*** Opening of Supplied data ***

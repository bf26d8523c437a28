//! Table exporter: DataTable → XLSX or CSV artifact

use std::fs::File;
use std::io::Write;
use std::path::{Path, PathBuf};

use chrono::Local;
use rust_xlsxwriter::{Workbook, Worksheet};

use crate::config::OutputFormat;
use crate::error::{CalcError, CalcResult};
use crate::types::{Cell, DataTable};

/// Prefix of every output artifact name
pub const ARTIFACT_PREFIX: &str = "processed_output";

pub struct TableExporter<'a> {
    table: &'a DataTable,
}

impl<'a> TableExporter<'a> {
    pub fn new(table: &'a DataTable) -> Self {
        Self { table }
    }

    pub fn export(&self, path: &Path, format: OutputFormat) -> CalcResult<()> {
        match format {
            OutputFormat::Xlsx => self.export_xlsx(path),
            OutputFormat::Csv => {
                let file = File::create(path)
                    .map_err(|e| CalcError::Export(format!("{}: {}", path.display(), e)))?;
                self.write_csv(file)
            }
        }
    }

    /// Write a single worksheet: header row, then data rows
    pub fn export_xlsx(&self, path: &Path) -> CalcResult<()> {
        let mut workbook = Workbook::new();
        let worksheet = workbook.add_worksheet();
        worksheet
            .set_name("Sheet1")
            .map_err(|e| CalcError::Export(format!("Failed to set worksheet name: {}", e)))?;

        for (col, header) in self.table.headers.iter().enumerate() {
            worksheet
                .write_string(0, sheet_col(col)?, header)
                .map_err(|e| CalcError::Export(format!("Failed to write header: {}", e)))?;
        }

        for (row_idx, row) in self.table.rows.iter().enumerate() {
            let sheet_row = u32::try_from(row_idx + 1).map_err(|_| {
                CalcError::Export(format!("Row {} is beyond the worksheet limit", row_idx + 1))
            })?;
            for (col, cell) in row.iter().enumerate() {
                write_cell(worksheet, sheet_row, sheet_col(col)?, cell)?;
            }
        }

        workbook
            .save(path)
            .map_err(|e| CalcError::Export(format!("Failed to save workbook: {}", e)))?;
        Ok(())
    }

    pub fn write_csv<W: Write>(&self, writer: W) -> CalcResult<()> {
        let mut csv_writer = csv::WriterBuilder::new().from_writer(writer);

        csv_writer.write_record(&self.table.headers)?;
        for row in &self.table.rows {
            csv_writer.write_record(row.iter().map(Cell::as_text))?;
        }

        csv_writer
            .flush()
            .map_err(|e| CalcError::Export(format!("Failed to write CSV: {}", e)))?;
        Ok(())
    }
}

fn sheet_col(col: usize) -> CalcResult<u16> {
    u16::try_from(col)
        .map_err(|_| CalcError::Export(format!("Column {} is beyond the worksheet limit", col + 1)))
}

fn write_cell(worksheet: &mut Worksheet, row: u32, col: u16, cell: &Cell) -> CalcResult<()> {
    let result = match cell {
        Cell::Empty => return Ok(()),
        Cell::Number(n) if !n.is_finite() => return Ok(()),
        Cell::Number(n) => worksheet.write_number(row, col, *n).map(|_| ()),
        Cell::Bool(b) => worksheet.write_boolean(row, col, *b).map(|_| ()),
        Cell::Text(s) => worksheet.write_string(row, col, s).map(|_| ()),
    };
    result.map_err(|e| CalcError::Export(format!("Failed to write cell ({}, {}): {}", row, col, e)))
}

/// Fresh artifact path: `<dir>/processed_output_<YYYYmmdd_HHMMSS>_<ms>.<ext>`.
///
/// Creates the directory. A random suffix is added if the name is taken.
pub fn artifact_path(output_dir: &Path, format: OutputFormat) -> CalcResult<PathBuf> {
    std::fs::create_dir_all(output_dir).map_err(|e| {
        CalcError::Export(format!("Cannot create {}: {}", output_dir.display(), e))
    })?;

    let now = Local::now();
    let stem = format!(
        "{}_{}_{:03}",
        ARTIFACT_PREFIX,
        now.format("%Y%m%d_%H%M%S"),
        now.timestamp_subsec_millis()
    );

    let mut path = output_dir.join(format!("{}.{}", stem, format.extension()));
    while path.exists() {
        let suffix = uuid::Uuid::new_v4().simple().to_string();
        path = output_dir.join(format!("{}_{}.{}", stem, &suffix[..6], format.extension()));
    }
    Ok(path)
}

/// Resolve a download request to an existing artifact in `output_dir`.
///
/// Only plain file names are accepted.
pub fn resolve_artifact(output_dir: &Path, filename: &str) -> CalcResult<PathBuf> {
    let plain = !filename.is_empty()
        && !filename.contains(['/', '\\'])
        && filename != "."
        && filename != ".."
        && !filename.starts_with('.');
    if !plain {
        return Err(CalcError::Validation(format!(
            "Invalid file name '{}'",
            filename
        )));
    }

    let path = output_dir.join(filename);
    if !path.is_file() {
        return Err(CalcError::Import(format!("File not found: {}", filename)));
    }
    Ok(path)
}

*** Close of Supplied data ***

> **Exercise goal**:
Your reply must repeat the records above exactly and in full.

> **Exercise result**:
repository bf26d8523c437a28
//! Table exporter: DataTable → XLSX or CSV artifact

use std::fs::File;
use std::io::Write;
use std::path::{Path, PathBuf};

use chrono::Local;
use rust_xlsxwriter::{Workbook, Worksheet};

use crate::config::OutputFormat;
use crate::error::{CalcError, CalcResult};
use crate::types::{Cell, DataTable};

/// Prefix of every output artifact name
pub const ARTIFACT_PREFIX: &str = "processed_output";

pub struct TableExporter<'a> {
    table: &'a DataTable,
}

impl<'a> TableExporter<'a> {
    pub fn new(table: &'a DataTable) -> Self {
        Self { table }
    }

    pub fn export(&self, path: &Path, format: OutputFormat) -> CalcResult<()> {
        match format {
            OutputFormat::Xlsx => self.export_xlsx(path),
            OutputFormat::Csv => {
                let file = File::create(path)
                    .map_err(|e| CalcError::Export(format!("{}: {}", path.display(), e)))?;
                self.write_csv(file)
            }
        }
    }

    /// Write a single worksheet: header row, then data rows
    pub fn export_xlsx(&self, path: &Path) -> CalcResult<()> {
        let mut workbook = Workbook::new();
        let worksheet = workbook.add_worksheet();
        worksheet
            .set_name("Sheet1")
            .map_err(|e| CalcError::Export(format!("Failed to set worksheet name: {}", e)))?;

        for (col, header) in self.table.headers.iter().enumerate() {
            worksheet
                .write_string(0, sheet_col(col)?, header)
                .map_err(|e| CalcError::Export(format!("Failed to write header: {}", e)))?;
        }

        for (row_idx, row) in self.table.rows.iter().enumerate() {
            let sheet_row = u32::try_from(row_idx + 1).map_err(|_| {
                CalcError::Export(format!("Row {} is beyond the worksheet limit", row_idx + 1))
            })?;
            for (col, cell) in row.iter().enumerate() {
                write_cell(worksheet, sheet_row, sheet_col(col)?, cell)?;
            }
        }

        workbook
            .save(path)
            .map_err(|e| CalcError::Export(format!("Failed to save workbook: {}", e)))?;
        Ok(())
    }

    pub fn write_csv<W: Write>(&self, writer: W) -> CalcResult<()> {
        let mut csv_writer = csv::WriterBuilder::new().from_writer(writer);

        csv_writer.write_record(&self.table.headers)?;
        for row in &self.table.rows {
            csv_writer.write_record(row.iter().map(Cell::as_text))?;
        }

        csv_writer
            .flush()
            .map_err(|e| CalcError::Export(format!("Failed to write CSV: {}", e)))?;
        Ok(())
    }
}

fn sheet_col(col: usize) -> CalcResult<u16> {
    u16::try_from(col)
        .map_err(|_| CalcError::Export(format!("Column {} is beyond the worksheet limit", col + 1)))
}

fn write_cell(worksheet: &mut Worksheet, row: u32, col: u16, cell: &Cell) -> CalcResult<()> {
    let result = match cell {
        Cell::Empty => return Ok(()),
        Cell::Number(n) if !n.is_finite() => return Ok(()),
        Cell::Number(n) => worksheet.write_number(row, col, *n).map(|_| ()),
        Cell::Bool(b) => worksheet.write_boolean(row, col, *b).map(|_| ()),
        Cell::Text(s) => worksheet.write_string(row, col, s).map(|_| ()),
    };
    result.map_err(|e| CalcError::Export(format!("Failed to write cell ({}, {}): {}", row, col, e)))
}

/// Fresh artifact path: `<dir>/processed_output_<YYYYmmdd_HHMMSS>_<ms>.<ext>`.
///
/// Creates the directory. A random suffix is added if the name is taken.
pub fn artifact_path(output_dir: &Path, format: OutputFormat) -> CalcResult<PathBuf> {
    std::fs::create_dir_all(output_dir).map_err(|e| {
        CalcError::Export(format!("Cannot create {}: {}", output_dir.display(), e))
    })?;

    let now = Local::now();
    let stem = format!(
        "{}_{}_{:03}",
        ARTIFACT_PREFIX,
        now.format("%Y%m%d_%H%M%S"),
        now.timestamp_subsec_millis()
    );

    let mut path = output_dir.join(format!("{}.{}", stem, format.extension()));
    while path.exists() {
        let suffix = uuid::Uuid::new_v4().simple().to_string();
        path = output_dir.join(format!("{}_{}.{}", stem, &suffix[..6], format.extension()));
    }
    Ok(path)
}

/// Resolve a download request to an existing artifact in `output_dir`.
///
/// Only plain file names are accepted.
pub fn resolve_artifact(output_dir: &Path, filename: &str) -> CalcResult<PathBuf> {
    let plain = !filename.is_empty()
        && !filename.contains(['/', '\\'])
        && filename != "."
        && filename != ".."
        && !filename.starts_with('.');
    if !plain {
        return Err(CalcError::Validation(format!(
            "Invalid file name '{}'",
            filename
        )));
    }

    let path = output_dir.join(filename);
    if !path.is_file() {
        return Err(CalcError::Import(format!("File not found: {}", filename)));
    }
    Ok(path)
}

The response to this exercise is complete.